Emerging data analytics tools and techniques


Countless advanced tools for data analytics are being developed. Some of them have a huge potential, whereas others appear to not be applicable to official statistics (for instance because of their "black box" or proprietary nature) - and yet others look impressive, but are in reality just statistical methods relabelled as "data science".

At this daWos session, we will discuss how to cut through the hype to find and deploy the modern data analysis tools and techniques that are genuinely useful for official statistics.
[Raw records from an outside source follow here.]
use std::collections::BTreeMap;
use std::path::{Path, PathBuf};
use std::time::Duration;

use anyhow::bail;
use serde::{Deserialize, Serialize};

use crate::layout_engine::geometry::{MinimumSize, Viewport};
use crate::layout_engine::resize::DEFAULT_RESIZE_STEP;
use crate::model::window_type::TERMINAL_WELCOME;

const MAX_WORKSPACES: usize = 32;
const MAX_DEBOUNCE_MS: u64 = 60_000;

pub fn data_dir() -> PathBuf {
    dirs::data_dir()
        .or_else(dirs::home_dir)
        .unwrap_or_else(|| PathBuf::from("."))
        .join("splitdesk")
}

pub fn config_file() -> PathBuf {
    dirs::config_dir()
        .unwrap_or_else(|| PathBuf::from("."))
        .join("splitdesk")
        .join("config.toml")
}

fn default_debounce_ms() -> u64 { 500 }
fn default_min_width() -> f64 { 300.0 }
fn default_min_height() -> f64 { 200.0 }
fn default_resize_step() -> f64 { DEFAULT_RESIZE_STEP }
fn default_viewport_width() -> f64 { 1920.0 }
fn default_viewport_height() -> f64 { 1080.0 }
fn default_workspace_count() -> usize { 4 }
fn default_welcome() -> String { TERMINAL_WELCOME.to_string() }
fn default_aliases() -> BTreeMap<String, String> {
    BTreeMap::from([("ex".to_string(), "explorer".to_string())])
}

#[derive(Serialize, Deserialize, Debug, PartialEq, Clone)]
#[serde(deny_unknown_fields)]
pub struct Settings {
    /// Quiet period before a changed session is written to storage.
    #[serde(default = "default_debounce_ms")]
    pub debounce_ms: u64,
    /// Where session data is stored; defaults to the platform data directory.
    #[serde(default, skip_serializing_if = "Option::is_none")]
    pub data_dir: Option<PathBuf>,
}

impl Default for Settings {
    fn default() -> Self {
        Self {
            debounce_ms: default_debounce_ms(),
            data_dir: None,
        }
    }
}

impl Settings {
    pub fn debounce(&self) -> Duration { Duration::from_millis(self.debounce_ms) }

    pub fn data_dir(&self) -> PathBuf { self.data_dir.clone().unwrap_or_else(data_dir) }

    pub fn validate(&self) -> Vec<String> {
        let mut issues = Vec::new();
        if self.debounce_ms > MAX_DEBOUNCE_MS {
            issues.push(format!(
                "debounce_ms ({}) must not exceed {}",
                self.debounce_ms, MAX_DEBOUNCE_MS
            ));
        }
        issues
    }
}

#[derive(Serialize, Deserialize, Debug, PartialEq, Clone)]
#[serde(deny_unknown_fields)]
pub struct LayoutSettings {
    #[serde(default = "default_min_width")]
    pub min_window_width: f64,
    #[serde(default = "default_min_height")]
    pub min_window_height: f64,
    #[serde(default = "default_resize_step")]
    pub resize_step: f64,
    #[serde(default = "default_viewport_width")]
    pub viewport_width: f64,
    #[serde(default = "default_viewport_height")]
    pub viewport_height: f64,
}

impl Default for LayoutSettings {
    fn default() -> Self {
        Self {
            min_window_width: default_min_width(),
            min_window_height: default_min_height(),
            resize_step: default_resize_step(),
            viewport_width: default_viewport_width(),
            viewport_height: default_viewport_height(),
        }
    }
}

impl LayoutSettings {
    pub fn minimum_size(&self) -> MinimumSize {
        MinimumSize {
            width: self.min_window_width,
            height: self.min_window_height,
        }
    }

    pub fn viewport(&self) -> Viewport { Viewport::new(self.viewport_width, self.viewport_height) }

    pub fn validate(&self) -> Vec<String> {
        let mut issues = Vec::new();
        for (name, value) in [
            ("min_window_width", self.min_window_width),
            ("min_window_height", self.min_window_height),
            ("viewport_width", self.viewport_width),
            ("viewport_height", self.viewport_height),
        ] {
            if !(value > 0.0 && value.is_finite()) {
                issues.push(format!("{name} must be a positive number, got {value}"));
            }
        }
        if !(self.resize_step > 0.0 && self.resize_step <= 0.5) {
            issues.push(format!(
                "resize_step ({}) must be greater than 0 and at most 0.5",
                self.resize_step
            ));
        }
        issues
    }
}

#[derive(Serialize, Deserialize, Debug, PartialEq, Clone)]
#[serde(deny_unknown_fields)]
pub struct WorkspaceSettings {
    #[serde(default = "default_workspace_count")]
    pub count: usize,
    #[serde(default)]
    pub names: Vec<String>,
}

impl Default for WorkspaceSettings {
    fn default() -> Self {
        Self {
            count: default_workspace_count(),
            names: Vec::new(),
        }
    }
}

impl WorkspaceSettings {
    pub fn validate(&self) -> Vec<String> {
        let mut issues = Vec::new();

        if self.count == 0 {
            issues.push("workspaces.count must be at least 1".to_string());
        }
        if self.count > MAX_WORKSPACES {
            issues.push(format!("workspaces.count should not exceed {MAX_WORKSPACES}"));
        }
        if self.names.len() > self.count {
            issues.push("More workspace names provided than workspaces.count".to_string());
        }

        issues
    }
}

#[derive(Serialize, Deserialize, Debug, PartialEq, Clone)]
#[serde(deny_unknown_fields)]
pub struct TerminalSettings {
    #[serde(default = "default_welcome")]
    pub welcome: String,
    /// Short forms resolved when a name is not a registered command or alias.
    #[serde(default = "default_aliases")]
    pub aliases: BTreeMap<String, String>,
}

impl Default for TerminalSettings {
    fn default() -> Self {
        Self {
            welcome: default_welcome(),
            aliases: default_aliases(),
        }
    }
}

impl TerminalSettings {
    pub fn validate(&self) -> Vec<String> {
        let mut issues = Vec::new();
        for (alias, target) in &self.aliases {
            if alias.trim().is_empty() {
                issues.push(format!("Alias for '{target}' has an empty name"));
            }
            if target.trim().is_empty() {
                issues.push(format!("Alias '{alias}' has an empty target"));
            }
        }
        issues
    }
}

#[derive(Serialize, Deserialize, Debug, PartialEq, Clone, Default)]
#[serde(deny_unknown_fields)]
pub struct Config {
    #[serde(default)]
    pub settings: Settings,
    #[serde(default)]
    pub layout: LayoutSettings,
    #[serde(default)]
    pub workspaces: WorkspaceSettings,
    #[serde(default)]
    pub terminal: TerminalSettings,
}

impl Config {
    pub fn read(path: &Path) -> anyhow::Result<Config> {
        let buf = std::fs::read_to_string(path)?;
        Self::parse(&buf)
    }

    /// Reads `path` if it exists, otherwise returns the default config.
    pub fn read_or_default(path: &Path) -> anyhow::Result<Config> {
        if path.exists() { Self::read(path) } else { Ok(Config::default()) }
    }

    pub fn parse(buf: &str) -> anyhow::Result<Config> {
        match toml::from_str::<Config>(buf) {
            Ok(config) => Ok(config),
            Err(e) => bail!("Invalid config: {}", e.message()),
        }
    }

    /// Save the current config to a file
    pub fn save(&self, path: &Path) -> anyhow::Result<()> {
        let toml_string = toml::to_string_pretty(self)?;
        if let Some(parent) = path.parent()
            && !parent.as_os_str().is_empty()
        {
            std::fs::create_dir_all(parent)?;
        }
        std::fs::write(path, toml_string.as_bytes())?;
        Ok(())
    }

    /// Validates the entire configuration and returns a list of issues found.
    pub fn validate(&self) -> Vec<String> {
        let mut issues = Vec::new();
        issues.extend(self.settings.validate());
        issues.extend(self.layout.validate());
        issues.extend(self.workspaces.validate());
        issues.extend(self.terminal.validate());
        issues
    }
}

#[cfg(test)]
mod tests {
    use pretty_assertions::assert_eq;

    use super::*;

    #[test]
    fn test_default_file_matches_default_config() {
        let parsed = Config::parse(include_str!("../../splitdesk.default.toml")).unwrap();
        assert_eq!(parsed, Config::default());
        assert!(parsed.validate().is_empty());
    }

    #[test]
    fn test_empty_config_uses_defaults() {
        let cfg = Config::parse("").unwrap();
        assert_eq!(cfg.workspaces.count, 4);
        assert_eq!(cfg.layout.minimum_size(), MinimumSize::default());
        assert_eq!(cfg.settings.debounce(), Duration::from_millis(500));
        assert_eq!(cfg.terminal.aliases.get("ex").map(String::as_str), Some("explorer"));
    }

    #[test]
    fn test_partial_sections() {
        let cfg = Config::parse(
            r#"
            [layout]
            viewport_width = 1000
            viewport_height = 800.0

            [workspaces]
            count = 2
            names = ["code", "notes"]
        "#,
        )
        .unwrap();
        assert_eq!(cfg.layout.viewport(), Viewport::new(1000.0, 800.0));
        assert_eq!(cfg.layout.resize_step, 0.05);
        assert_eq!(cfg.workspaces.names, vec!["code", "notes"]);
    }

    #[test]
    fn test_unknown_fields_are_rejected() {
        let err = Config::parse("[layout]\nmin_window_depth = 3\n").unwrap_err();
        assert!(err.to_string().starts_with("Invalid config"));
    }

    #[test]
    fn test_workspace_settings_validation_zero_and_names() {
        let settings = WorkspaceSettings {
            count: 0,
            names: vec!["a".into()],
        };
        let issues = settings.validate();
        assert_eq!(issues.len(), 2);
        assert!(issues[0].contains("at least 1"));
        assert!(issues[1].contains("More workspace names"));
    }

    #[test]
    fn test_workspace_settings_validation_too_many() {
        let settings = WorkspaceSettings { count: 100, names: vec![] };
        assert_eq!(settings.validate().len(), 1);
    }

    #[test]
    fn test_layout_settings_validation() {
        let layout = LayoutSettings {
            min_window_width: 0.0,
            resize_step: 0.75,
            ..LayoutSettings::default()
        };
        let issues = layout.validate();
        assert_eq!(issues.len(), 2);
        assert!(issues[0].starts_with("min_window_width"));
        assert!(issues[1].starts_with("resize_step"));
    }

    #[test]
    fn test_terminal_and_settings_validation() {
        let mut cfg = Config::default();
        cfg.terminal.aliases.insert("".into(), "help".into());
        cfg.terminal.aliases.insert("x".into(), " ".into());
        cfg.settings.debounce_ms = 120_000;
        assert_eq!(cfg.validate().len(), 3);
    }

    #[test]
    fn test_save_then_read() {
        let dir = tempfile::tempdir().unwrap();
        let path = dir.path().join("nested").join("config.toml");
        let mut cfg = Config::default();
        cfg.workspaces.count = 6;
        cfg.settings.data_dir = Some(dir.path().join("data"));
        cfg.save(&path).unwrap();
        assert_eq!(Config::read(&path).unwrap(), cfg);
        assert_eq!(Config::read_or_default(&dir.path().join("missing.toml")).unwrap(), Config::default());
    }
}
Questions that could be addressed include

  • What are the state-of-the-art and/or advanced analytical tools and techniques already in use in the ESS? Automatic data retrieval, web-scraping, data cleaning, natural language processing, machine learning, pattern recognition…?
  • How to achieve transparency and maintain independence:
    • What is the perspective of running data analytics projects not merely following blindly the private sector (e.g., use of black-box models, adoption of dedicated infrastructure on which statistical institutes have little to no control)?
    • When adopting black-box tools (e.g., commercial-of-the-shelf-software or already trained models), how to communicate about it?
  • What about the sustainability and reliability of data analytics tools and techniques to support the creation of official statistical products?
  • How can knowledge acquired within the ESS be maintained efficiently and/or transferred effectively? How can technical solutions (tools and software) be shared (e.g., through SERV[1]-like project)? Is there a need for a common "playground" platform (e.g., like the UNECE sandbox[2]) to share data and enable users to analyse them?

[1] https://ec.europa.eu/eurostat/cros/content/ess-vision-2020-shared-services_en.